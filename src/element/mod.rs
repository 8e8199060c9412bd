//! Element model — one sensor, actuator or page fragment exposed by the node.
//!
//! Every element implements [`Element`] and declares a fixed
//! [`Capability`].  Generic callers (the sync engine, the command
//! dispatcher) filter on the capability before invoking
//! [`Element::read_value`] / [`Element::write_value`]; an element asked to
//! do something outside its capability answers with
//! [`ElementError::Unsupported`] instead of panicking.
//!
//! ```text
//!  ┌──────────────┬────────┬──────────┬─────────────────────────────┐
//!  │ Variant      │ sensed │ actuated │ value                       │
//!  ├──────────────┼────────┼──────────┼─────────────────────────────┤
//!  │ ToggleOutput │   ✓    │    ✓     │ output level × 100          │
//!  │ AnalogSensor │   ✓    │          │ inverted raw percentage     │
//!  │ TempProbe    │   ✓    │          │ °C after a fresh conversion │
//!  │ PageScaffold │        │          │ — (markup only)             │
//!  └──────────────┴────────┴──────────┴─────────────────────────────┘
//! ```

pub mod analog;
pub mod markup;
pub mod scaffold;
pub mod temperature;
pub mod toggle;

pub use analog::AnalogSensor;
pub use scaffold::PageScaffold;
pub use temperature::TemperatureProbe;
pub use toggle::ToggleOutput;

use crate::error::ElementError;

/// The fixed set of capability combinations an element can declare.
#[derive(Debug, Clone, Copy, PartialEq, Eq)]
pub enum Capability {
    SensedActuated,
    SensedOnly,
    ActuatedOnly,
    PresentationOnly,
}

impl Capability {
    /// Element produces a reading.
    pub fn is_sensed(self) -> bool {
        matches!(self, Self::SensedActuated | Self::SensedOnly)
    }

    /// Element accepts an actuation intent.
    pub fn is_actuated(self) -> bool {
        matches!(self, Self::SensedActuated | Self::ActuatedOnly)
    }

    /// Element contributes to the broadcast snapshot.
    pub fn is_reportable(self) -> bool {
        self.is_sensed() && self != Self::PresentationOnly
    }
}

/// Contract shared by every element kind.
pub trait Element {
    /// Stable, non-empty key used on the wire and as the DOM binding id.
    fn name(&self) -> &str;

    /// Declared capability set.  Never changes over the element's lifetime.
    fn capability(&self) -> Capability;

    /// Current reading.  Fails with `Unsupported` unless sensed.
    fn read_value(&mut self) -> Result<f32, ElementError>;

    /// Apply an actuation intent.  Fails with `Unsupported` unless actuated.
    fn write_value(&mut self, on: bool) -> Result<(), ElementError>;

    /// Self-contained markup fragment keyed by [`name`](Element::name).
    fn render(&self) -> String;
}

-- -- --

Task goal: Every line of the material should come back unchanged.

Written response:
filename src/element/mod.rs
repository 8e8199060c9412bd
//! Element model — one sensor, actuator or page fragment exposed by the node.
//!
//! Every element implements [`Element`] and declares a fixed
//! [`Capability`].  Generic callers (the sync engine, the command
//! dispatcher) filter on the capability before invoking
//! [`Element::read_value`] / [`Element::write_value`]; an element asked to
//! do something outside its capability answers with
//! [`ElementError::Unsupported`] instead of panicking.
//!
//! ```text
//!  ┌──────────────┬────────┬──────────┬─────────────────────────────┐
//!  │ Variant      │ sensed │ actuated │ value                       │
//!  ├──────────────┼────────┼──────────┼─────────────────────────────┤
//!  │ ToggleOutput │   ✓    │    ✓     │ output level × 100          │
//!  │ AnalogSensor │   ✓    │          │ inverted raw percentage     │
//!  │ TempProbe    │   ✓    │          │ °C after a fresh conversion │
//!  │ PageScaffold │        │          │ — (markup only)             │
//!  └──────────────┴────────┴──────────┴─────────────────────────────┘
//! ```

pub mod analog;
pub mod markup;
pub mod scaffold;
pub mod temperature;
pub mod toggle;

pub use analog::AnalogSensor;
pub use scaffold::PageScaffold;
pub use temperature::TemperatureProbe;
pub use toggle::ToggleOutput;

use crate::error::ElementError;

/// The fixed set of capability combinations an element can declare.
#[derive(Debug, Clone, Copy, PartialEq, Eq)]
pub enum Capability {
    SensedActuated,
    SensedOnly,
    ActuatedOnly,
    PresentationOnly,
}

impl Capability {
    /// Element produces a reading.
    pub fn is_sensed(self) -> bool {
        matches!(self, Self::SensedActuated | Self::SensedOnly)
    }

    /// Element accepts an actuation intent.
    pub fn is_actuated(self) -> bool {
        matches!(self, Self::SensedActuated | Self::ActuatedOnly)
    }

    /// Element contributes to the broadcast snapshot.
    pub fn is_reportable(self) -> bool {
        self.is_sensed() && self != Self::PresentationOnly
    }
}

/// Contract shared by every element kind.
pub trait Element {
    /// Stable, non-empty key used on the wire and as the DOM binding id.
    fn name(&self) -> &str;

    /// Declared capability set.  Never changes over the element's lifetime.
    fn capability(&self) -> Capability;

    /// Current reading.  Fails with `Unsupported` unless sensed.
    fn read_value(&mut self) -> Result<f32, ElementError>;

    /// Apply an actuation intent.  Fails with `Unsupported` unless actuated.
    fn write_value(&mut self, on: bool) -> Result<(), ElementError>;

    /// Self-contained markup fragment keyed by [`name`](Element::name).
    fn render(&self) -> String;
}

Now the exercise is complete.